*** Block opens ***
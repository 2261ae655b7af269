//! Shared cross-step state: one free-form JSON value visible to every handler.

use std::fmt;
use std::sync::{Arc, Mutex, MutexGuard, PoisonError};

use serde_json::{Map, Value};
use tracing::instrument;

/// Update applied to the shared state: either a full replacement value or a
/// function of the previous value.
pub enum SharedUpdate {
  /// Overwrite the whole shared value.
  Replace(Value),
  /// Compute the new value from the previous one.
  Apply(Box<dyn FnOnce(Value) -> Value + Send>),
}

impl SharedUpdate {
  /// Replacement update from any serializable-as-Value payload.
  pub fn replace(value: impl Into<Value>) -> Self {
    SharedUpdate::Replace(value.into())
  }

  /// Functional update over the previous value.
  pub fn apply(updater: impl FnOnce(Value) -> Value + Send + 'static) -> Self {
    SharedUpdate::Apply(Box::new(updater))
  }
}

impl fmt::Debug for SharedUpdate {
  fn fmt(&self, f: &mut fmt::Formatter<'_>) -> fmt::Result {
    match self {
      SharedUpdate::Replace(v) => f.debug_tuple("Replace").field(v).finish(),
      SharedUpdate::Apply(_) => f.debug_tuple("Apply").field(&"<updater>").finish(),
    }
  }
}

/// Handle to the shared cross-step value. Clones refer to the same value, so
/// the handle given to each handler and the one held by the orchestrator see
/// every committed update.
///
/// Updates commit immediately. They are not rolled back when a later handler
/// in the same chain fails; a chain that ends in Error leaves all updates its
/// earlier handlers made.
#[derive(Clone)]
pub struct SharedState {
  cell: Arc<Mutex<Value>>,
}

impl SharedState {
  /// New shared state holding an empty JSON object.
  pub fn new() -> Self {
    Self {
      cell: Arc::new(Mutex::new(Value::Object(Map::new()))),
    }
  }

  fn lock(&self) -> MutexGuard<'_, Value> {
    self.cell.lock().unwrap_or_else(PoisonError::into_inner)
  }

  /// Snapshot of the current value.
  pub fn get(&self) -> Value {
    self.lock().clone()
  }

  /// Commits an update: replaces the value, or applies the updater to the
  /// previous value. The result is stored as-is, without validation.
  #[instrument(level = "trace", skip(self, update))]
  pub fn commit(&self, update: SharedUpdate) {
    let mut guard = self.lock();
    match update {
      SharedUpdate::Replace(value) => *guard = value,
      SharedUpdate::Apply(updater) => {
        let previous = std::mem::take(&mut *guard);
        *guard = updater(previous);
      }
    }
  }

  /// Replaces the whole shared value.
  pub fn replace(&self, value: impl Into<Value>) {
    self.commit(SharedUpdate::Replace(value.into()));
  }

  /// Applies `updater` to the previous value and stores the result.
  pub fn update(&self, updater: impl FnOnce(Value) -> Value + Send + 'static) {
    self.commit(SharedUpdate::Apply(Box::new(updater)));
  }
}

impl Default for SharedState {
  fn default() -> Self {
    Self::new()
  }
}

impl fmt::Debug for SharedState {
  fn fmt(&self, f: &mut fmt::Formatter<'_>) -> fmt::Result {
    f.debug_struct("SharedState").field("value", &self.get()).finish()
  }
}
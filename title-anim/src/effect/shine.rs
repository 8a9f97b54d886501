//! # 高光扫过效果
//!
//! `shine`：一个宽度至多为 [`SHINE_WIDTH`] 的高光从左侧进入，匀速扫过整段文本后从右侧离开。
//!
//! ## 参数
//!
//! ```text
//! [扫过颜色][前导颜色][收尾颜色][恢复码;高光码]文本
//! ```
//!
//! ## 帧序列（共 `len + W + 1` 帧）
//!
//! ```text
//! i = 0                 前导帧：resume + S                       前导颜色
//! i = 1 ..= len + W - 1 扫过帧：窗口 [start, end) 插入高光码      扫过颜色
//! i = len + W           收尾帧：resume + S，done = true           收尾颜色
//! ```
//!
//! 扫过阶段 `start = max(0, k - W)`，`end = min(len, k)`：窗口宽度先从 1 增长到 `W`，
//! 完全位于文本内时保持 `W`，接近末尾时再收缩回 1。

use super::{Effect, FrameSource, check_index, color_triple, expect_groups, group_tokens};
use crate::error::EffectError;
use crate::frame::{ColorTriple, Frame};
use crate::params::EncodedParams;

/// 高光窗口最大宽度
pub const SHINE_WIDTH: usize = 3;

/// 计算扫过阶段第 `k` 步的高光窗口 `[start, end)`
///
/// 对 `k >= 1` 保证 `start <= end <= len` 且 `end - start <= SHINE_WIDTH`。
pub fn shine_window(k: usize, len: usize) -> (usize, usize) {
    let end = k.min(len);
    let start = k.saturating_sub(SHINE_WIDTH).min(end);
    (start, end)
}

/// 高光扫过动画
#[derive(Debug, Clone, PartialEq, Eq)]
pub struct Shine {
    sweep: ColorTriple,
    pre: ColorTriple,
    post: ColorTriple,
    /// 恢复普通样式的格式码
    resume: String,
    /// 高光格式码
    highlight: String,
    chars: Vec<char>,
}

impl Shine {
    pub fn from_params(params: &EncodedParams) -> Result<Self, EffectError> {
        let effect = Effect::Shine;
        expect_groups(effect, params, 4)?;

        let sweep = color_triple(effect, params, 0)?;
        let pre = color_triple(effect, params, 1)?;
        let post = color_triple(effect, params, 2)?;
        let [resume, highlight] = group_tokens::<2>(effect, params, 3)?;

        Ok(Self {
            sweep,
            pre,
            post,
            resume: resume.to_string(),
            highlight: highlight.to_string(),
            chars: params.payload().chars().collect(),
        })
    }

    /// 无高光的整段文本（前导帧与收尾帧）
    fn plain_text(&self) -> String {
        let mut text = self.resume.clone();
        text.extend(&self.chars);
        text
    }

    fn sweep_text(&self, k: usize) -> String {
        let (start, end) = shine_window(k, self.chars.len());

        let mut text = String::with_capacity(
            self.resume.len() * 2 + self.highlight.len() + self.chars.len() * 4,
        );
        text.push_str(&self.resume);
        text.extend(&self.chars[..start]);
        text.push_str(&self.highlight);
        text.extend(&self.chars[start..end]);
        text.push_str(&self.resume);
        text.extend(&self.chars[end..]);
        text
    }
}

impl FrameSource for Shine {
    fn effect(&self) -> Effect {
        Effect::Shine
    }

    fn frame_count(&self) -> usize {
        self.chars.len() + SHINE_WIDTH + 1
    }

    fn frame(&self, index: usize) -> Result<Frame, EffectError> {
        check_index(self, index)?;
        Ok(self.render_frame(index))
    }
}

impl Shine {
    /// 调用方保证 `index < frame_count()`
    pub(crate) fn render_frame(&self, index: usize) -> Frame {
        let last = self.frame_count() - 1;
        if index == 0 {
            Frame::new(self.plain_text(), false, self.pre.clone())
        } else if index == last {
            Frame::new(self.plain_text(), true, self.post.clone())
        } else {
            Frame::new(self.sweep_text(index), false, self.sweep.clone())
        }
    }
}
*** Block closes ***
## Work item
Copy exactly the lines from the top of the entries through the line with "fn lock(&self) ->" in it, please, keeping both ends and adding nothing.

## Task output
repository 2261ae655b7af269
//! Shared cross-step state: one free-form JSON value visible to every handler.

use std::fmt;
use std::sync::{Arc, Mutex, MutexGuard, PoisonError};

use serde_json::{Map, Value};
use tracing::instrument;

/// Update applied to the shared state: either a full replacement value or a
/// function of the previous value.
pub enum SharedUpdate {
  /// Overwrite the whole shared value.
  Replace(Value),
  /// Compute the new value from the previous one.
  Apply(Box<dyn FnOnce(Value) -> Value + Send>),
}

impl SharedUpdate {
  /// Replacement update from any serializable-as-Value payload.
  pub fn replace(value: impl Into<Value>) -> Self {
    SharedUpdate::Replace(value.into())
  }

  /// Functional update over the previous value.
  pub fn apply(updater: impl FnOnce(Value) -> Value + Send + 'static) -> Self {
    SharedUpdate::Apply(Box::new(updater))
  }
}

impl fmt::Debug for SharedUpdate {
  fn fmt(&self, f: &mut fmt::Formatter<'_>) -> fmt::Result {
    match self {
      SharedUpdate::Replace(v) => f.debug_tuple("Replace").field(v).finish(),
      SharedUpdate::Apply(_) => f.debug_tuple("Apply").field(&"<updater>").finish(),
    }
  }
}

/// Handle to the shared cross-step value. Clones refer to the same value, so
/// the handle given to each handler and the one held by the orchestrator see
/// every committed update.
///
/// Updates commit immediately. They are not rolled back when a later handler
/// in the same chain fails; a chain that ends in Error leaves all updates its
/// earlier handlers made.
#[derive(Clone)]
pub struct SharedState {
  cell: Arc<Mutex<Value>>,
}

impl SharedState {
  /// New shared state holding an empty JSON object.
  pub fn new() -> Self {
    Self {
      cell: Arc::new(Mutex::new(Value::Object(Map::new()))),
    }
  }

  fn lock(&self) -> MutexGuard<'_, Value> {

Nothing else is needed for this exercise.